Syusy nel modenese fa un viaggio tra coltura e cultura lungo la "Strada dei Vini e dei Sapori". Prima tappa, Vignola. Nel pieno della Festa della Fioritura intercettiamo assieme a lei il fugace trionfo della Primavera sui rami di ciliegio e per le strade del borgo, un luogo dal microclima veramente speciale... Prima ancora dei famosi ciliegi, qui era tutto un fiorire di gelsi per la gioia dei bachi da seta e dei commercianti di tessuti! Altro che via della Seta! E se pensate che la Pianura Padana non sia un luogo avventuroso, provate a sorvolarla soffiati dal vento assieme a un campione di volo in mongolfiera!

Il viaggio continua a Castelnuovo Rangone e a Spilamberto, patria di due liquidi celestiali proto-alchemici: il Nocino e l'aceto balsamico tradizionale. Lo sapete come vengono preparati? Forse avete già un'idea della metodologia strettamente tecnica, ma cosa sapete dei riti e dei rituali annessi e connessi? Se vi dicessimo ad esempio che per ottenere il perfetto Nocino bisogna raccogliere le noci cadute dagli alberi rigorosamente la notte del 24 giugno e a piedi scalzi?
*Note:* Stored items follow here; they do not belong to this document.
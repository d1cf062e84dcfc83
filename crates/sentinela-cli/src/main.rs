//! Sentinela CLI: archive malware gate and Brazilian PII detection.
//!
//! Configuration comes from the environment (and `.env`); see
//! `sentinela_core::Config::from_env`. Results and progress are printed to
//! stdout as JSON lines, logs go to stderr.

use anyhow::{Context, Result};
use clap::{Parser, Subcommand};
use serde_json::json;
use std::path::PathBuf;
use std::process::ExitCode;
use std::sync::Arc;
use std::time::Duration;
use tokio::io::{AsyncBufReadExt, BufReader};
use tokio::task::JoinHandle;
use uuid::Uuid;

use sentinela_cli::{
    build_orchestrator, load_registry, pattern_summaries, print_json_line, JobOutcome,
    ProgressLine,
};
use sentinela_core::{Config, IngestionRequest, JobStatus};
use sentinela_detection::BuiltinValidator;
use sentinela_infra::{init_telemetry, ErrorResponse, LogFormat};
use sentinela_worker::{
    InMemoryJobQueue, IngestionWorkerPool, Orchestrator, PipelineError, ProgressReceiver,
};

/// Exit code for archives that were rejected or failed in the pipeline.
const EXIT_REJECTED: u8 = 2;

#[derive(Parser)]
#[command(name = "sentinela", about = "Archive malware gate and Brazilian PII detection")]
struct Cli {
    #[command(subcommand)]
    command: Commands,
}

#[derive(Subcommand)]
enum Commands {
    /// Scan, extract and inspect one ZIP archive
    Scan {
        /// Path to the archive
        archive: PathBuf,
        /// Size declared by the uploader; defaults to the size on disk
        #[arg(long)]
        declared_size: Option<u64>,
        /// Do not print progress events
        #[arg(long)]
        quiet: bool,
    },
    /// Run the worker pool on `{"path": .., "declared_size": ..}` lines from stdin
    Worker,
    /// List the detection patterns
    Patterns,
    /// Run a validator against a value
    Check {
        /// Validator id: cpf, cnpj, pis_pasep, voter_id, phone, cep, brazilian_name
        validator: String,
        value: String,
    },
}

#[tokio::main]
async fn main() -> Result<ExitCode> {
    dotenvy::dotenv().ok();
    init_telemetry(LogFormat::from_env())?;

    let cli = Cli::parse();

    match cli.command {
        Commands::Scan {
            archive,
            declared_size,
            quiet,
        } => run_scan(archive, declared_size, quiet).await,
        Commands::Worker => run_worker().await,
        Commands::Patterns => {
            let config = Config::from_env().context("Failed to load configuration")?;
            let registry = load_registry(config.custom_patterns_path.as_deref())?;
            for summary in pattern_summaries(&registry) {
                print_json_line(&summary)?;
            }
            Ok(ExitCode::SUCCESS)
        }
        Commands::Check { validator, value } => {
            let validator: BuiltinValidator = validator.parse()?;
            let valid = validator.check(&value);
            print_json_line(&json!({
                "validator": validator.id(),
                "value": value,
                "valid": valid,
            }))?;
            Ok(if valid {
                ExitCode::SUCCESS
            } else {
                ExitCode::FAILURE
            })
        }
    }
}

async fn run_scan(archive: PathBuf, declared_size: Option<u64>, quiet: bool) -> Result<ExitCode> {
    let mut config = Config::from_env().context("Failed to load configuration")?;
    let archive = tokio::fs::canonicalize(&archive)
        .await
        .with_context(|| format!("Archive not found: {}", archive.display()))?;
    // The operator named this file explicitly, so its directory may be scanned
    if let Some(parent) = archive.parent() {
        config.scan.allowed_roots.push(parent.to_path_buf());
    }
    let declared_size = match declared_size {
        Some(size) => size,
        None => tokio::fs::metadata(&archive)
            .await
            .with_context(|| format!("Failed to stat {}", archive.display()))?
            .len(),
    };

    let orchestrator = build_orchestrator(&config, Default::default())?;
    let printer = (!quiet).then(|| spawn_progress_printer(orchestrator.progress().subscribe()));

    let job = match orchestrator
        .admit(IngestionRequest::new(&archive, declared_size))
        .await
    {
        Ok(job) => job,
        Err(PipelineError::Rejected(reason)) => {
            print_json_line(&json!({
                "path": archive,
                "error": ErrorResponse::from(&reason),
            }))?;
            return Ok(ExitCode::from(EXIT_REJECTED));
        }
        Err(e) => return Err(e.into()),
    };

    let job = orchestrator.run_job(job.id).await?;
    let report = orchestrator.report(job.id).await;

    // Closing the channel ends the printer once it drained every event
    drop(orchestrator);
    if let Some(printer) = printer {
        let _ = printer.await;
    }

    print_json_line(&JobOutcome::new(&job, report.as_ref()))?;
    Ok(if job.status == JobStatus::Completed {
        ExitCode::SUCCESS
    } else {
        ExitCode::from(EXIT_REJECTED)
    })
}

async fn run_worker() -> Result<ExitCode> {
    let config = Config::from_env().context("Failed to load configuration")?;
    let orchestrator = Arc::new(build_orchestrator(&config, Default::default())?);
    let printer = spawn_progress_printer(orchestrator.progress().subscribe());
    let pool = IngestionWorkerPool::start(
        orchestrator.clone(),
        Arc::new(InMemoryJobQueue::new()),
        config.worker.clone(),
    );

    let mut lines = BufReader::new(tokio::io::stdin()).lines();
    let mut submitted = Vec::new();
    let mut interrupted = false;
    loop {
        tokio::select! {
            line = lines.next_line() => {
                match line.context("Failed to read request from stdin")? {
                    Some(line) => {
                        if let Some(job_id) = submit_line(&pool, &line).await {
                            submitted.push(job_id);
                        }
                    }
                    None => break,
                }
            }
            _ = tokio::signal::ctrl_c() => {
                tracing::info!("Interrupt received, stopping intake");
                interrupted = true;
                break;
            }
        }
    }

    if !interrupted {
        wait_for_jobs(&orchestrator, &submitted, config.worker.poll_interval_ms).await;
    }
    pool.shutdown().await;

    drop(orchestrator);
    let _ = printer.await;
    Ok(ExitCode::SUCCESS)
}

async fn submit_line(pool: &IngestionWorkerPool, line: &str) -> Option<Uuid> {
    let line = line.trim();
    if line.is_empty() {
        return None;
    }

    let request: IngestionRequest = match serde_json::from_str(line) {
        Ok(request) => request,
        Err(e) => {
            tracing::warn!(error = %e, "Ignoring malformed request line");
            return None;
        }
    };
    let path = request.path.clone();

    match pool.submit(request).await {
        Ok(job) => Some(job.id),
        Err(e) => {
            match e.downcast_ref::<PipelineError>() {
                Some(PipelineError::Rejected(reason)) => {
                    let rejection = json!({ "path": path, "error": ErrorResponse::from(reason) });
                    if let Err(e) = print_json_line(&rejection) {
                        tracing::error!(error = %e, "Failed to print rejection");
                    }
                }
                _ => tracing::error!(error = %e, path = %path.display(), "Failed to submit job"),
            }
            None
        }
    }
}

/// Stdin is closed; let the pool finish what was submitted.
async fn wait_for_jobs(orchestrator: &Orchestrator, job_ids: &[Uuid], poll_interval_ms: u64) {
    let poll_interval = Duration::from_millis(poll_interval_ms);
    for job_id in job_ids {
        while orchestrator
            .job(*job_id)
            .await
            .is_some_and(|job| !job.is_terminal())
        {
            tokio::time::sleep(poll_interval).await;
        }
    }
}

fn spawn_progress_printer(mut rx: ProgressReceiver) -> JoinHandle<()> {
    tokio::spawn(async move {
        while let Some(event) = rx.recv().await {
            if let Err(e) = print_json_line(&ProgressLine { progress: &event }) {
                tracing::warn!(error = %e, "Failed to print progress event");
            }
        }
    })
}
E che in realtà, oltre a essere una prerogativa femminile, dovreste innanzi tutto venire prima ammesse nell'Ordine del Nocino dimostrando di essere un po’ streghe? Syusy si trova perfettamente a suo agio, ma non disdegna nemmeno un assaggio dell'aceto balsamico tradizionale invecchiato di 25 anni, talmente prezioso da far tremare il cucchiaino! Possibile che solo il discutibile clima padano riesca a trasformare il mosto cotto in questa specie di miracolo? Dev'essere una sorta di risarcimento per la nebbia e per l'umidità!

Dall’Emilia alla Romagna con lo slow tour di Patrizio che inizia nel borgo sacro e antico di San Leo, con la sua Pieve “manuale” del Romanico e la mitica Rocca che fu la prigione del Conte di Cagliostro, alchimista campione del libero pensiero, condannato dall'Inquisizione per eresia. E poi fa tappa a Roncofreddo dove nasce il Rubicone e a Sogliano, per Santa Caterina, puntuale con l'appuntamento per l'apertura delle fosse e l'assaggio del formaggio dopo tre mesi di "reclusione".